Overview on hydrogen sulfide-mediated suppression of vascular calcification and hemoglobin/heme-mediated vascular damage in atherosclerosis

Vulnerable atherosclerotic plaques with hemorrhage considerably contribute to cardiovascular morbidity and mortality. Calcification is the main characteristic of advanced atherosclerotic lesions and calcified aortic valve disease (CAVD). Lyses of red blood cells and hemoglobin (Hb) release occur in human hemorrhagic complicated lesions. During the interaction of cell-free Hb with plaque constituents, Hb is oxidized to ferric and ferryl states accompanied by oxidative changes of the globin moieties and heme release. Accumulation of both ferryl-Hb and metHb has been observed in atherosclerotic plaques. The oxidation hotspots in the globin chain are the cysteine and tyrosine amino acids associated with the generation of Hb dimers, tetramers and polymers.
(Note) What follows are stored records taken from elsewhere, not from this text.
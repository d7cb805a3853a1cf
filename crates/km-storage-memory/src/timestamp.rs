//! `TimestampIndexProvider` over a synchronous
//! `km_index::TimestampToTextRangeIndex`.

use async_trait::async_trait;
use km_index::{DateRange, TimestampToTextRangeIndex, TimestampedTextRange};
use km_storage::{StorageError, TimestampIndexProvider};
use tokio::sync::RwLock;

#[derive(Default)]
pub struct InMemoryTimestampIndex {
    inner: RwLock<TimestampToTextRangeIndex>,
}

impl InMemoryTimestampIndex {
    pub fn new() -> Self {
        Self::default()
    }
}

#[async_trait]
impl TimestampIndexProvider for InMemoryTimestampIndex {
    async fn add_timestamp(&self, message_ordinal: usize, timestamp: &str) -> Result<(), StorageError> {
        self.inner.write().await.add_timestamp(message_ordinal, timestamp).map_err(|e| StorageError::Backend(e.to_string()))
    }

    async fn lookup_range(&self, range: DateRange) -> Result<Vec<TimestampedTextRange>, StorageError> {
        Ok(self.inner.read().await.lookup_range(range))
    }

    async fn size(&self) -> Result<usize, StorageError> {
        Ok(self.inner.read().await.size())
    }

    async fn clear(&self) -> Result<(), StorageError> {
        self.inner.write().await.clear();
        Ok(())
    }
}

#[cfg(test)]
mod tests {
    use super::*;
    use chrono::{TimeZone, Utc};

    #[tokio::test]
    async fn invalid_timestamp_surfaces_as_backend_error() {
        let index = InMemoryTimestampIndex::new();
        let err = index.add_timestamp(0, "not a timestamp").await.unwrap_err();
        assert!(matches!(err, StorageError::Backend(_)));
    }

    #[tokio::test]
    async fn lookup_range_half_open() {
        let index = InMemoryTimestampIndex::new();
        index.add_timestamp(0, "2024-01-01T00:00:00Z").await.unwrap();
        index.add_timestamp(1, "2024-01-02T00:00:00Z").await.unwrap();
        let start = Utc.with_ymd_and_hms(2024, 1, 1, 0, 0, 0).unwrap();
        let end = Utc.with_ymd_and_hms(2024, 1, 2, 0, 0, 0).unwrap();
        let hits = index.lookup_range(DateRange::new(start, Some(end))).await.unwrap();
        assert_eq!(hits.len(), 1);
    }
}
//! The message-text embedding index: one embedding per `(message, chunk)`,
//! searchable by cosine similarity with per-message score aggregation.

use std::sync::Arc;

use km_core::{Message, ScoredMessage, TextLocation};
use km_embedding::{cosine_similarity, EmbeddingClient, EmbeddingError};
use serde::{Deserialize, Serialize};

struct Entry {
    location: TextLocation,
    embedding: Vec<f32>,
}

/// Embeds every text chunk of every message and answers nearest-neighbor
/// lookups over them. When several chunks of the same message match a
/// query, the message's reported score is the maximum across its chunks
/// (spec.md §4.5).
pub struct MessageTextIndex {
    client: Arc<dyn EmbeddingClient>,
    entries: Vec<Entry>,
}

impl MessageTextIndex {
    pub fn new(client: Arc<dyn EmbeddingClient>) -> Self {
        Self { client, entries: Vec::new() }
    }

    /// Embeds and adds every chunk of `messages`, whose first element is
    /// message ordinal 0.
    pub async fn add_messages(&mut self, messages: &[Message]) -> Result<(), EmbeddingError> {
        self.add_messages_starting_at(0, messages).await
    }

    /// Embeds and adds every chunk of `messages`, whose ordinals start at
    /// `start_ordinal` — the incremental-build entry point.
    pub async fn add_messages_starting_at(&mut self, start_ordinal: usize, messages: &[Message]) -> Result<(), EmbeddingError> {
        for (offset, message) in messages.iter().enumerate() {
            let message_ordinal = start_ordinal + offset;
            let embeddings = self.client.embed_batch(&message.text_chunks).await?;
            for (chunk_ordinal, embedding) in embeddings.into_iter().enumerate() {
                self.entries.push(Entry { location: TextLocation::at_chunk(message_ordinal, chunk_ordinal), embedding });
            }
        }
        Ok(())
    }

    /// Embeds `text` and returns the top `max_matches` messages (by
    /// per-message max chunk score) whose score is at least `threshold`.
    /// Threshold filtering happens before the top-k truncation.
    pub async fn lookup_messages(&self, text: &str, max_matches: usize, threshold: f64) -> Result<Vec<ScoredMessage>, EmbeddingError> {
        let query = self.client.embed(text).await?;
        Ok(self.nearest_messages(&query, max_matches, threshold, None))
    }

    /// As [`Self::lookup_messages`], but only considers chunks belonging
    /// to a message ordinal in `subset`.
    pub async fn lookup_messages_in_subset(
        &self,
        text: &str,
        subset: &[usize],
        max_matches: usize,
        threshold: f64,
    ) -> Result<Vec<ScoredMessage>, EmbeddingError> {
        let query = self.client.embed(text).await?;
        Ok(self.nearest_messages(&query, max_matches, threshold, Some(subset)))
    }

    fn nearest_messages(&self, query: &[f32], max_matches: usize, threshold: f64, subset: Option<&[usize]>) -> Vec<ScoredMessage> {
        let mut best: Vec<(usize, f64)> = Vec::new();
        for entry in &self.entries {
            let ordinal = entry.location.message_ordinal;
            if let Some(subset) = subset {
                if !subset.contains(&ordinal) {
                    continue;
                }
            }
            let score = cosine_similarity(query, &entry.embedding);
            match best.iter_mut().find(|(o, _)| *o == ordinal) {
                Some((_, existing)) => {
                    if score > *existing {
                        *existing = score;
                    }
                }
                None => best.push((ordinal, score)),
            }
        }
        let mut results: Vec<ScoredMessage> =
            best.into_iter().filter(|(_, score)| *score >= threshold).map(|(ordinal, score)| ScoredMessage::new(ordinal, score)).collect();
        results.sort_by(|a, b| b.score.partial_cmp(&a.score).unwrap_or(std::cmp::Ordering::Equal).then(a.message_ordinal.cmp(&b.message_ordinal)));
        results.truncate(max_matches);
        results
    }

    pub fn size(&self) -> usize {
        self.entries.len()
    }

    pub fn is_empty(&self) -> bool {
        self.entries.is_empty()
    }

    pub fn clear(&mut self) {
        self.entries.clear();
    }
}

/// The wire shape of `messageIndexData.indexData` — embeddings are
/// always `null` here; their bytes live in the sidecar file, in
/// declaration order following the related-terms fuzzy vectors.
#[derive(Debug, Clone, Default, Serialize, Deserialize)]
#[serde(rename_all = "camelCase")]
pub struct MessageTextIndexData {
    pub text_locations: Vec<TextLocation>,
}

impl MessageTextIndex {
    /// Splits this index into its JSON-serializable location list and the
    /// raw embedding vectors for the sidecar, in location order.
    pub fn serialize(&self) -> (MessageTextIndexData, Vec<Vec<f32>>) {
        let locations = self.entries.iter().map(|e| e.location).collect();
        let vectors = self.entries.iter().map(|e| e.embedding.clone()).collect();
        (MessageTextIndexData { text_locations: locations }, vectors)
    }

    /// Rebuilds from a location list and the matching sidecar vectors
    /// (same length, same order) without re-calling the embedding client.
    pub fn deserialize(client: Arc<dyn EmbeddingClient>, data: MessageTextIndexData, vectors: Vec<Vec<f32>>) -> Self {
        let entries = data.text_locations.into_iter().zip(vectors).map(|(location, embedding)| Entry { location, embedding }).collect();
        Self { client, entries }
    }
}
//! `IndexingResults`: the outcome of one [`crate::build_index`] run
//! (spec.md §7, final paragraph).

/// The outcome of indexing one kind of thing: how many were completed,
/// and the last error encountered along the way, if any. An error here
/// does not necessarily mean the run aborted — e.g. a per-message
/// extraction failure is recorded but indexing continues.
#[derive(Debug, Clone, Default, PartialEq)]
pub struct SubResult {
    pub number_completed: usize,
    pub error: Option<String>,
}

/// The secondary-index half of a run's results, one sub-result per index
/// populated during the pass (spec.md §4.8 steps 5-7). The term index
/// has no sub-result of its own — every semantic ref that completes
/// contributes to the term index unconditionally, so its count is
/// implied by `IndexingResults::semantic_refs`.
#[derive(Debug, Clone, Default, PartialEq)]
pub struct SecondaryIndexResults {
    pub properties: SubResult,
    pub timestamps: SubResult,
    pub related_terms: SubResult,
    pub message: SubResult,
}

/// The full result of a [`crate::build_index`] call.
#[derive(Debug, Clone, Default, PartialEq)]
pub struct IndexingResults {
    pub semantic_refs: SubResult,
    pub secondary_index_results: SecondaryIndexResults,
    /// The "indexed upto" mark after this run: the ordinal one past the
    /// last message whose embeddings were actually flushed. Pass this
    /// back in as the next call's `start_ordinal` to resume.
    pub indexed_upto: usize,
}
//! `SqliteStorageProvider`: the single-file relational backend. One
//! pool, one writer — concurrent opens of the same file by two
//! providers are undefined and must be coordinated by the caller.

use std::sync::Arc;

use async_trait::async_trait;
use km_embedding::{CachingEmbeddingClient, EmbeddingClient};
use km_storage::{
    MessageCollection, MessageTextIndexProvider, PropertyIndexProvider, RelatedTermsIndexProvider, SemanticRefCollection, StorageError,
    StorageProvider, TermIndexProvider, ThreadIndexProvider, TimestampIndexProvider,
};
use sqlx::SqlitePool;
use tracing::info;

use crate::collection::{SqliteMessageCollection, SqliteSemanticRefCollection};
use crate::message_text::SqliteMessageTextIndex;
use crate::pool::open;
use crate::property::SqlitePropertyIndex;
use crate::related_terms::SqliteRelatedTermsIndex;
use crate::term::SqliteTermIndex;
use crate::thread::SqliteThreadIndex;
use crate::timestamp::SqliteTimestampIndex;

pub struct SqliteStorageProvider {
    pool: SqlitePool,
    messages: Arc<SqliteMessageCollection>,
    semantic_refs: Arc<SqliteSemanticRefCollection>,
    term_index: Arc<SqliteTermIndex>,
    property_index: Arc<SqlitePropertyIndex>,
    timestamp_index: Arc<SqliteTimestampIndex>,
    message_text_index: Arc<SqliteMessageTextIndex>,
    related_terms_index: Arc<SqliteRelatedTermsIndex>,
    thread_index: Arc<SqliteThreadIndex>,
}

impl SqliteStorageProvider {
    /// Opens (creating if absent) the database file at `database_url`
    /// and wires every index and collection to the same connection pool.
    ///
    /// `embedding_client` is wrapped in a [`CachingEmbeddingClient`] so the
    /// three embedding-backed indexes share one exact-text cache and see
    /// only unit-normalized vectors (spec.md invariant 6), regardless of
    /// whether the caller's own client already normalizes.
    pub async fn new(database_url: &str, embedding_client: Arc<dyn EmbeddingClient>) -> Result<Self, StorageError> {
        let embedding_client: Arc<dyn EmbeddingClient> = Arc::new(CachingEmbeddingClient::new(embedding_client));
        let pool = open(database_url).await.map_err(|e| StorageError::Backend(e.to_string()))?;
        Ok(Self {
            messages: Arc::new(SqliteMessageCollection::new(pool.clone())),
            semantic_refs: Arc::new(SqliteSemanticRefCollection::new(pool.clone())),
            term_index: Arc::new(SqliteTermIndex::new(pool.clone())),
            property_index: Arc::new(SqlitePropertyIndex::new(pool.clone())),
            timestamp_index: Arc::new(SqliteTimestampIndex::new(pool.clone())),
            message_text_index: Arc::new(SqliteMessageTextIndex::new(pool.clone(), embedding_client.clone())),
            related_terms_index: Arc::new(SqliteRelatedTermsIndex::new(pool.clone(), embedding_client.clone())),
            thread_index: Arc::new(SqliteThreadIndex::new(pool.clone(), embedding_client)),
            pool,
        })
    }
}

#[async_trait]
impl StorageProvider for SqliteStorageProvider {
    fn get_message_collection(&self) -> Arc<dyn MessageCollection> {
        self.messages.clone()
    }

    fn get_semantic_ref_collection(&self) -> Arc<dyn SemanticRefCollection> {
        self.semantic_refs.clone()
    }

    fn get_term_index(&self) -> Arc<dyn TermIndexProvider> {
        self.term_index.clone()
    }

    fn get_property_index(&self) -> Arc<dyn PropertyIndexProvider> {
        self.property_index.clone()
    }

    fn get_timestamp_index(&self) -> Arc<dyn TimestampIndexProvider> {
        self.timestamp_index.clone()
    }

    fn get_message_text_index(&self) -> Arc<dyn MessageTextIndexProvider> {
        self.message_text_index.clone()
    }

    fn get_related_terms_index(&self) -> Arc<dyn RelatedTermsIndexProvider> {
        self.related_terms_index.clone()
    }

    fn get_thread_index(&self) -> Arc<dyn ThreadIndexProvider> {
        self.thread_index.clone()
    }

    async fn close(&self) -> Result<(), StorageError> {
        if self.pool.is_closed() {
            return Ok(());
        }
        self.pool.close().await;
        info!("closed relational storage provider");
        Ok(())
    }
}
Moreover, fragmentation of Hb occurs leading to the formation of globin-derived peptides. A series of these pro-atherogenic cellular responses can be suppressed by hydrogen sulfide (H(2)S). Since H(2)S has been explored to exhibit a wide range of physiologic functions to maintain vascular homeostasis, it is not surprising that H(2)S may play beneficial effects in the progression of atherosclerosis. In the present review, we summarize the findings about the effects of H(2)S on atherosclerosis and CAVD with a special emphasis on the oxidation of Hb/heme in atherosclerotic plaque development and vascular calcification.